Collected data entries:
......

use log::debug;

use crate::{
    error::{EvalError, Result},
    ops::{div, mul, neg},
    Term,
};

/// A trait that represents an elementary function wrapping a single argument
/// expression, like `sin(e)`.
/// It needs to implement the numeric transformation of the value and the
/// symbolic chain rule.
pub trait UnaryFn: std::fmt::Debug + Send + Sync {
    fn name(&self) -> &str;
    fn f(&self, data: f64) -> Result<f64>;

    /// A method to generate a graph node that represents differentiation of this node.
    /// It takes this node, its input and the input's derived node as the arguments.
    fn gen_graph(&self, this: &Term, input: &Term, derived: &Term) -> Term;
}

#[derive(Debug, Clone, Copy)]
pub struct Sin;

impl UnaryFn for Sin {
    fn name(&self) -> &str {
        "sin"
    }
    fn f(&self, data: f64) -> Result<f64> {
        Ok(data.sin())
    }
    fn gen_graph(&self, _this: &Term, input: &Term, derived: &Term) -> Term {
        mul(input.cos(), derived)
    }
}

#[derive(Debug, Clone, Copy)]
pub struct Cos;

impl UnaryFn for Cos {
    fn name(&self) -> &str {
        "cos"
    }
    fn f(&self, data: f64) -> Result<f64> {
        Ok(data.cos())
    }
    fn gen_graph(&self, _this: &Term, input: &Term, derived: &Term) -> Term {
        neg(mul(input.sin(), derived))
    }
}

#[derive(Debug, Clone, Copy)]
pub struct Sqrt;

impl UnaryFn for Sqrt {
    fn name(&self) -> &str {
        "sqrt"
    }
    fn f(&self, data: f64) -> Result<f64> {
        if data < 0. {
            debug!("sqrt called with negative argument {data}");
            return Err(EvalError::NegativeSqrt { arg: data });
        }
        Ok(data.sqrt())
    }
    fn gen_graph(&self, this: &Term, _input: &Term, derived: &Term) -> Term {
        div(derived, mul(2., this))
    }
}

#[derive(Debug, Clone, Copy)]
pub struct Exp;

impl UnaryFn for Exp {
    fn name(&self) -> &str {
        "exp"
    }
    fn f(&self, data: f64) -> Result<f64> {
        let value = data.exp();
        if value.is_infinite() && data.is_finite() {
            debug!("exp overflowed at {data}");
            return Err(EvalError::NonFinite { op: "exp", value });
        }
        Ok(value)
    }
    fn gen_graph(&self, this: &Term, _input: &Term, derived: &Term) -> Term {
        mul(this, derived)
    }
}

impl Term {
    pub fn sin(&self) -> Self {
        self.apply(Sin)
    }

    pub fn cos(&self) -> Self {
        self.apply(Cos)
    }

    /// Evaluating fails with [`EvalError::NegativeSqrt`] where the argument is
    /// negative.
    pub fn sqrt(&self) -> Self {
        self.apply(Sqrt)
    }

    pub fn exp(&self) -> Self {
        self.apply(Exp)
    }
}

pub fn sin(term: impl Into<Term>) -> Term {
    term.into().sin()
}

pub fn cos(term: impl Into<Term>) -> Term {
    term.into().cos()
}

pub fn sqrt(term: impl Into<Term>) -> Term {
    term.into().sqrt()
}

pub fn exp(term: impl Into<Term>) -> Term {
    term.into().exp()
}

#[cfg(test)]
use crate::{linear, Differentiable};

#[test]
fn test_sin_chain_rule() {
    let f = sin(linear(2., 0.));
    assert_eq!(f.value(0.).unwrap(), 0.);
    assert_eq!(f.derivative_at(0.).unwrap(), 2.);
    assert_eq!(f.derivative().to_string(), "(cos(2 * x) * 2)");
}

#[test]
fn test_cos_derivative_shape() {
    let f = cos(linear(1., 0.));
    assert_eq!(f.derivative().to_string(), "-(sin(x) * 1)");
    assert_eq!(f.derivative_at(0.).unwrap(), 0.);
}

#[test]
fn test_sqrt_domain() {
    let f = sqrt(linear(1., -4.));
    assert_eq!(f.value(1.), Err(EvalError::NegativeSqrt { arg: -3. }));
    assert_eq!(f.value(8.).unwrap(), 2.);
    assert_eq!(f.derivative_at(8.).unwrap(), 0.25);
    assert_eq!(sqrt(0.).value(0.).unwrap(), 0.);
}

#[test]
fn test_sqrt_derivative_at_zero() {
    let f = sqrt(linear(1., 0.) * linear(1., 0.));
    assert_eq!(f.value(0.).unwrap(), 0.);
    assert!(matches!(
        f.derivative_at(0.),
        Err(EvalError::DivisionByZero { .. })
    ));
}

#[test]
fn test_exp() {
    let f = exp(linear(1., 0.));
    assert_eq!(f.value(0.).unwrap(), 1.);
    assert_eq!(f.nth_derivative(3).value(0.).unwrap(), 1.);
    assert!(matches!(
        f.value(1000.),
        Err(EvalError::NonFinite { op: "exp", .. })
    ));
}
use thiserror::Error;

/// An error raised while evaluating an expression at a point.
#[derive(Debug, Clone, Copy, PartialEq, Error)]
pub enum EvalError {
    #[error("square root of negative value {arg}")]
    NegativeSqrt { arg: f64 },
    #[error("division of {numerator} by zero")]
    DivisionByZero { numerator: f64 },
    /// An elementary or user supplied function overflowed, e.g. `exp` of a large argument.
    #[error("{op} produced a non-finite value {value}")]
    NonFinite { op: &'static str, value: f64 },
}

pub type Result<T> = std::result::Result<T, EvalError>;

......

• **BRIEF**: How many lines above include the word "return"? Answer with the number alone.

• **ANSWER FOR THE TASK**: 2